Tucker left his law practice and was appointed the first president of the State Normal College for Colored Students in 1887. The school opened for classes on October 3 in DeFuniak Springs, Florida. Thomas Van Renssalaer Gibbs, an African-American member of the Florida House of Representatives, became vice president of the school and essentially served as co-president with Tucker until his death in October 1898. Tucker presided over the school's relocation to Tallahassee, Florida, on property that was once the Highwood Plantation of Governor William Pope Duval and an infusion of funds thanks to the Second Morrill Act.

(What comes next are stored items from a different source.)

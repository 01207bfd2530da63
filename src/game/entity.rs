//! Entity handles with generational indices
//!
//! Every sprite placed in a [`SpriteGroup`](super::SpriteGroup) is addressed
//! by an `Entity`. When a sprite is removed its slot may be reused, but the
//! generation is bumped first, so a handle to a collected coin can never
//! match whatever sprite takes the slot next.

/// A handle to a sprite in a group.
#[derive(Debug, Clone, Copy, PartialEq, Eq, Hash)]
pub struct Entity {
    index: u32,
    generation: u32,
}

impl Entity {
    pub(crate) fn new(index: u32, generation: u32) -> Self {
        Self { index, generation }
    }

    /// Slot index (for storage access)
    pub fn index(&self) -> u32 {
        self.index
    }

    #[cfg(test)]
    pub fn generation(&self) -> u32 {
        self.generation
    }
}

/// Hands out entity handles and tracks which are still alive.
#[derive(Debug, Default)]
pub struct EntityAllocator {
    /// Current generation of each slot
    generations: Vec<u32>,
    /// Freed slots, reused LIFO
    free_indices: Vec<u32>,
    alive_count: u32,
}

impl EntityAllocator {
    pub fn new() -> Self {
        Self::default()
    }

    /// Allocate a new entity, reusing a freed slot if there is one.
    pub fn allocate(&mut self) -> Entity {
        self.alive_count += 1;

        if let Some(index) = self.free_indices.pop() {
            // Generation was already bumped on free
            Entity::new(index, self.generations[index as usize])
        } else {
            let index = self.generations.len() as u32;
            self.generations.push(0);
            Entity::new(index, 0)
        }
    }

    /// Free an entity. Returns false if it was already dead.
    pub fn free(&mut self, entity: Entity) -> bool {
        if !self.is_alive(entity) {
            return false;
        }

        self.generations[entity.index as usize] += 1;
        self.free_indices.push(entity.index);
        self.alive_count -= 1;
        true
    }

    pub fn is_alive(&self, entity: Entity) -> bool {
        self.generations
            .get(entity.index as usize)
            .map_or(false, |&gen| gen == entity.generation)
    }

    /// Handle for the current generation of `index`. Says nothing about
    /// whether the slot is occupied; the owner tracks that.
    pub fn current(&self, index: u32) -> Option<Entity> {
        let generation = *self.generations.get(index as usize)?;
        Some(Entity::new(index, generation))
    }

    pub fn alive_count(&self) -> u32 {
        self.alive_count
    }
}
//! Audio output detection and sound cue playback
//!
//! Native: cpal is asked for a default output device once at startup. If
//! there is none the whole process runs silent; the asset cache then skips
//! sound I/O entirely.
//!
//! Playback goes through macroquad's audio, fed from the cached bytes.

use std::path::Path;
use macroquad::audio::{load_sound_from_bytes, play_sound_once, Sound};
use thiserror::Error;

use super::AssetCache;

#[derive(Debug, Error)]
pub enum AudioInitError {
    #[cfg(not(target_arch = "wasm32"))]
    #[error("no default audio output device")]
    NoOutputDevice,
    #[cfg(target_arch = "wasm32")]
    #[error("audio output is not supported on this platform")]
    Unsupported,
}

/// The output device found at startup
#[derive(Debug, Clone)]
pub struct AudioDevice {
    name: String,
}

impl AudioDevice {
    /// Look for a usable output device.
    #[cfg(not(target_arch = "wasm32"))]
    pub fn probe() -> Result<Self, AudioInitError> {
        use cpal::traits::{DeviceTrait, HostTrait};

        let host = cpal::default_host();
        let device = host
            .default_output_device()
            .ok_or(AudioInitError::NoOutputDevice)?;
        let name = device.name().unwrap_or_else(|_| "unknown device".to_string());
        Ok(Self { name })
    }

    #[cfg(target_arch = "wasm32")]
    pub fn probe() -> Result<Self, AudioInitError> {
        Err(AudioInitError::Unsupported)
    }

    pub fn name(&self) -> &str {
        &self.name
    }
}

/// Playable sound effects, prepared once at startup
#[derive(Default)]
pub struct SoundBank {
    coin: Option<Sound>,
}

impl SoundBank {
    /// Pull the coin cue through the cache and hand it to the audio backend.
    /// Any failure along the way leaves the cue silent.
    pub async fn load(assets: &mut AssetCache, coin_sound: Option<&Path>) -> Self {
        let coin = match coin_sound {
            Some(path) => Self::prepare(assets, path).await,
            None => None,
        };
        Self { coin }
    }

    async fn prepare(assets: &mut AssetCache, path: &Path) -> Option<Sound> {
        let handle = assets.get_sound(path)?;
        match load_sound_from_bytes(handle.bytes()).await {
            Ok(sound) => Some(sound),
            Err(e) => {
                tracing::warn!(path = %path.display(), "audio backend rejected sound: {e}");
                None
            }
        }
    }

    pub fn play_coin(&self) {
        if let Some(sound) = &self.coin {
            play_sound_once(sound);
        }
    }
}
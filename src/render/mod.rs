//! Rendering targets

mod screen;
mod surface;
#[cfg(test)]
pub mod recording;

pub use screen::ScreenSurface;
pub use surface::{rgb, rgba, Surface};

Tucker's presidency came to an end as a result of conflicts with William N. Sheats, who became Superintendent of Public Instruction in 1893. Sheats was a racist and white supremacist and opponent of miscegenation and black political participation who was the namesake of the notorious 1895 Sheats Law enforcing strict racial segregation in schools, later ruled unconstitutional by the Fourth Judicial Circuit Court of Florida. But Sheats also supported black schools and was an admirer of Booker T. Washington's advocacy of agricultural and industrial education. Tucker, however, favored a liberal arts approach to education designed for public school teachers and, despite changing the name of the school to the State Normal and Industrial College for Colored Students, did not sufficiently emphasize the agricultural and industrial approach favored by Sheats. Gradually, Tucker's authority was reduced, expenditures and personnel decisions were disputed and investigated, and finally, he was ousted and replaced by Nathan B. Young in 1901.

Tucker resumed the practice of law in Jacksonville, Florida. He died in 1903 and was buried in Baltimore, Maryland.